──────── Source records ────────
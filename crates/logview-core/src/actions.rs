//! Actions accepted by the reducer

use crate::builder::CreateSectionsPayload;
use crate::types::UnitKey;

/// Closed set of state transitions
#[derive(Debug, Clone, PartialEq, Eq)]
pub enum Action {
    /// Rebuild sections from an execution node
    CreateSections(CreateSectionsPayload),
    /// Request data for a section
    FetchSectionData(UnitKey),
    /// Request accepted and about to be issued
    FetchingSectionData(UnitKey),
    /// New section text
    UpdateSectionData(UpdateSectionData),
    /// Fetch failed; restore status and close
    ResetSection(UnitKey),
    /// Human toggled a section open or closed
    ToggleSection(UnitKey),
    /// Run a search
    Search(String),
    /// Clear the search
    ResetSearch,
    /// Highlight the next match
    GoToNextSearchResult,
    /// Highlight the previous match
    GoToPrevSearchResult,
}

impl Action {
    /// Target section, for actions that have one
    #[must_use]
    pub fn target(&self) -> Option<&UnitKey> {
        match self {
            Self::FetchSectionData(id)
            | Self::FetchingSectionData(id)
            | Self::ResetSection(id)
            | Self::ToggleSection(id) => Some(id),
            Self::UpdateSectionData(update) => Some(&update.id),
            Self::CreateSections(_)
            | Self::Search(_)
            | Self::ResetSearch
            | Self::GoToNextSearchResult
            | Self::GoToPrevSearchResult => None,
        }
    }

    /// Short name for logging
    #[must_use]
    pub fn name(&self) -> &'static str {
        match self {
            Self::CreateSections(_) => "create_sections",
            Self::FetchSectionData(_) => "fetch_section_data",
            Self::FetchingSectionData(_) => "fetching_section_data",
            Self::UpdateSectionData(_) => "update_section_data",
            Self::ResetSection(_) => "reset_section",
            Self::ToggleSection(_) => "toggle_section",
            Self::Search(_) => "search",
            Self::ResetSearch => "reset_search",
            Self::GoToNextSearchResult => "go_to_next_search_result",
            Self::GoToPrevSearchResult => "go_to_prev_search_result",
        }
    }
}

/// Payload of [`Action::UpdateSectionData`]
#[derive(Debug, Clone, PartialEq, Eq)]
pub struct UpdateSectionData {
    /// Target section
    pub id: UnitKey,
    /// Raw newline-delimited text
    pub data: String,
    /// Append instead of replacing
    pub append: bool,
}

impl UpdateSectionData {
    /// Replace update
    #[must_use]
    pub fn replace(id: impl Into<UnitKey>, data: impl Into<String>) -> Self {
        Self {
            id: id.into(),
            data: data.into(),
            append: false,
        }
    }

    /// Append update
    #[must_use]
    pub fn append(id: impl Into<UnitKey>, data: impl Into<String>) -> Self {
        Self {
            id: id.into(),
            data: data.into(),
            append: true,
        }
    }
}
//! Core types for the log view state
//!
//! Defines:
//! - Unit keys and log lines
//! - Per-section state
//! - Global search state
//! - The complete [`LogViewState`] snapshot
//!
//! Collections are `im` persistent structures so every reducer call can
//! return a new snapshot while sharing unchanged sections with the old one.

use crate::status::SectionStatus;
use serde::{Deserialize, Serialize};
use std::borrow::Borrow;
use std::collections::BTreeMap;
use std::fmt;
use std::time::Duration;

/// Opaque identifier of one log section, unique within a selected step
#[derive(Debug, Clone, PartialEq, Eq, PartialOrd, Ord, Hash, Serialize, Deserialize)]
#[serde(transparent)]
pub struct UnitKey(String);

impl UnitKey {
    /// Create key
    #[inline]
    #[must_use]
    pub fn new(key: impl Into<String>) -> Self {
        Self(key.into())
    }

    /// Key as string slice
    #[inline]
    #[must_use]
    pub fn as_str(&self) -> &str {
        &self.0
    }
}

impl Borrow<str> for UnitKey {
    fn borrow(&self) -> &str {
        &self.0
    }
}

impl From<&str> for UnitKey {
    fn from(value: &str) -> Self {
        Self::new(value)
    }
}

impl From<String> for UnitKey {
    fn from(value: String) -> Self {
        Self(value)
    }
}

impl fmt::Display for UnitKey {
    fn fmt(&self, f: &mut fmt::Formatter<'_>) -> fmt::Result {
        f.write_str(&self.0)
    }
}

/// Searchable field of a log line, in match-numbering order
#[derive(Debug, Clone, Copy, PartialEq, Eq, PartialOrd, Ord, Hash, Serialize, Deserialize)]
#[serde(rename_all = "lowercase")]
pub enum LogField {
    /// Log level
    Level,
    /// Timestamp text
    Time,
    /// Message
    Out,
}

impl LogField {
    /// Fixed scan order used by search
    pub const ORDER: [LogField; 3] = [LogField::Level, LogField::Time, LogField::Out];
}

/// Sanitized text fields of one line
#[derive(Debug, Clone, Default, PartialEq, Eq, Hash, Serialize, Deserialize)]
pub struct LineText {
    /// Log level
    pub level: String,
    /// Timestamp text
    pub time: String,
    /// Message
    pub out: String,
}

impl LineText {
    /// Field value
    #[inline]
    #[must_use]
    pub fn field(&self, field: LogField) -> &str {
        match field {
            LogField::Level => &self.level,
            LogField::Time => &self.time,
            LogField::Out => &self.out,
        }
    }
}

/// Field to global match indices found in that field
pub type SearchIndices = BTreeMap<LogField, Vec<usize>>;

/// One rendered log line
#[derive(Debug, Clone, Default, PartialEq, Eq, Serialize, Deserialize)]
#[serde(rename_all = "camelCase")]
pub struct LogLine {
    /// Line fields
    pub text: LineText,
    /// Matches of the current query, absent when the line has none
    #[serde(default, skip_serializing_if = "Option::is_none")]
    pub search_indices: Option<SearchIndices>,
}

impl LogLine {
    /// Line without search markers
    #[must_use]
    pub fn new(
        level: impl Into<String>,
        time: impl Into<String>,
        out: impl Into<String>,
    ) -> Self {
        Self {
            text: LineText {
                level: level.into(),
                time: time.into(),
                out: out.into(),
            },
            search_indices: None,
        }
    }
}

/// Where a section's data comes from
#[derive(Debug, Clone, Copy, PartialEq, Eq, Hash, Default, Serialize, Deserialize)]
#[serde(rename_all = "lowercase")]
pub enum DataSource {
    /// One-shot archival retrieval
    #[default]
    Blob,
    /// Live push retrieval
    Stream,
}

/// State of one log section
#[derive(Debug, Clone, Default, PartialEq, Eq, Serialize, Deserialize)]
#[serde(rename_all = "camelCase")]
pub struct SectionState {
    /// Display label
    pub title: String,
    /// Lifecycle status shown to the renderer
    pub status: SectionStatus,
    /// Last known execution status of the unit
    pub unit_status: SectionStatus,
    /// Expanded for rendering and search
    pub is_open: bool,
    /// A human toggled `is_open` at least once
    pub manually_toggled: bool,
    /// Retrieval strategy, fixed per rebuild
    pub data_source: DataSource,
    /// Backend retrieval key
    pub log_key: String,
    /// Parsed lines in arrival order
    pub data: im::Vector<LogLine>,
    /// Unit start, epoch millis
    pub start_time: Option<i64>,
    /// Unit end, epoch millis
    pub end_time: Option<i64>,
}

impl SectionState {
    /// Elapsed execution time measured against `now_ms` when the unit has
    /// no end time yet
    #[must_use]
    pub fn duration_at(&self, now_ms: i64) -> Option<Duration> {
        let start = self.start_time?;
        let end = self.end_time.unwrap_or(now_ms);
        u64::try_from(end.saturating_sub(start))
            .ok()
            .map(Duration::from_millis)
    }

    /// Elapsed execution time, using the wall clock for running units
    #[must_use]
    pub fn duration(&self) -> Option<Duration> {
        self.duration_at(chrono::Utc::now().timestamp_millis())
    }
}

/// Global search state
#[derive(Debug, Clone, Default, PartialEq, Eq, Serialize, Deserialize)]
#[serde(rename_all = "camelCase")]
pub struct SearchState {
    /// Current query; empty disables search
    pub text: String,
    /// Index into the flattened match list
    pub current_index: usize,
    /// Line position of every match, in render order
    pub lines_with_results: im::Vector<usize>,
}

impl SearchState {
    /// Total number of matches
    #[inline]
    #[must_use]
    pub fn result_count(&self) -> usize {
        self.lines_with_results.len()
    }

    /// Whether the match with this global index is the highlighted one
    #[inline]
    #[must_use]
    pub fn is_current(&self, global_index: usize) -> bool {
        !self.text.is_empty() && global_index == self.current_index
    }

    /// Line position of the highlighted match
    #[must_use]
    pub fn current_line(&self) -> Option<usize> {
        self.lines_with_results.get(self.current_index).copied()
    }
}

/// Complete log view state
#[derive(Debug, Clone, Default, PartialEq, Eq, Serialize, Deserialize)]
#[serde(rename_all = "camelCase")]
pub struct LogViewState {
    /// Section keys in declaration order
    pub units: im::Vector<UnitKey>,
    /// Section state by key
    pub data_map: im::HashMap<UnitKey, SectionState>,
    /// Step the sections were built for
    pub selected_step: Option<String>,
    /// Search state
    pub search: SearchState,
}

impl LogViewState {
    /// Empty state
    #[inline]
    #[must_use]
    pub fn new() -> Self {
        Self::default()
    }

    /// Section by key
    #[inline]
    #[must_use]
    pub fn section(&self, key: &str) -> Option<&SectionState> {
        self.data_map.get(key)
    }

    /// Sections in declaration order
    pub fn sections(&self) -> impl Iterator<Item = (&UnitKey, &SectionState)> {
        self.units
            .iter()
            .filter_map(|key| self.data_map.get(key).map(|section| (key, section)))
    }

    /// Every unit settled: no fetch in flight
    #[must_use]
    pub fn is_settled(&self) -> bool {
        self.sections().all(|(_, s)| !s.status.is_non_mutate())
    }
}
//! Single dispatch channel for the log view state
//!
//! Every async source (queue workers, streams, the orchestrator) mutates
//! state only through [`Store::dispatch`], which applies the reducer under
//! the watch channel's lock. Subscribers receive whole snapshots.

use logview_core::{reduce, Action, LogViewState};
use std::sync::Arc;
use tokio::sync::watch;

/// Shared state store
#[derive(Debug, Clone)]
pub struct Store {
    inner: Arc<watch::Sender<LogViewState>>,
}

impl Store {
    /// Create store with empty state
    #[inline]
    #[must_use]
    pub fn new() -> Self {
        Self::with_state(LogViewState::new())
    }

    /// Create store with initial state
    #[must_use]
    pub fn with_state(state: LogViewState) -> Self {
        let (tx, _rx) = watch::channel(state);
        Self {
            inner: Arc::new(tx),
        }
    }

    /// Apply an action
    pub fn dispatch(&self, action: Action) {
        tracing::trace!(
            action = action.name(),
            unit = action.target().map(ToString::to_string),
            "dispatch"
        );
        self.inner.send_modify(|state| {
            let next = reduce(state, &action);
            *state = next;
        });
    }

    /// Current snapshot
    #[must_use]
    pub fn snapshot(&self) -> LogViewState {
        self.inner.borrow().clone()
    }

    /// Receive every new snapshot
    #[must_use]
    pub fn subscribe(&self) -> watch::Receiver<LogViewState> {
        self.inner.subscribe()
    }
}

impl Default for Store {
    fn default() -> Self {
        Self::new()
    }
}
────────
- **What needs to be done**
Copy all lines of the material above where the string "SectionState" occurs.

- **Answer to this problem**
pub struct SectionState {
impl SectionState {
    pub data_map: im::HashMap<UnitKey, SectionState>,
    pub fn section(&self, key: &str) -> Option<&SectionState> {
    pub fn sections(&self) -> impl Iterator<Item = (&UnitKey, &SectionState)> {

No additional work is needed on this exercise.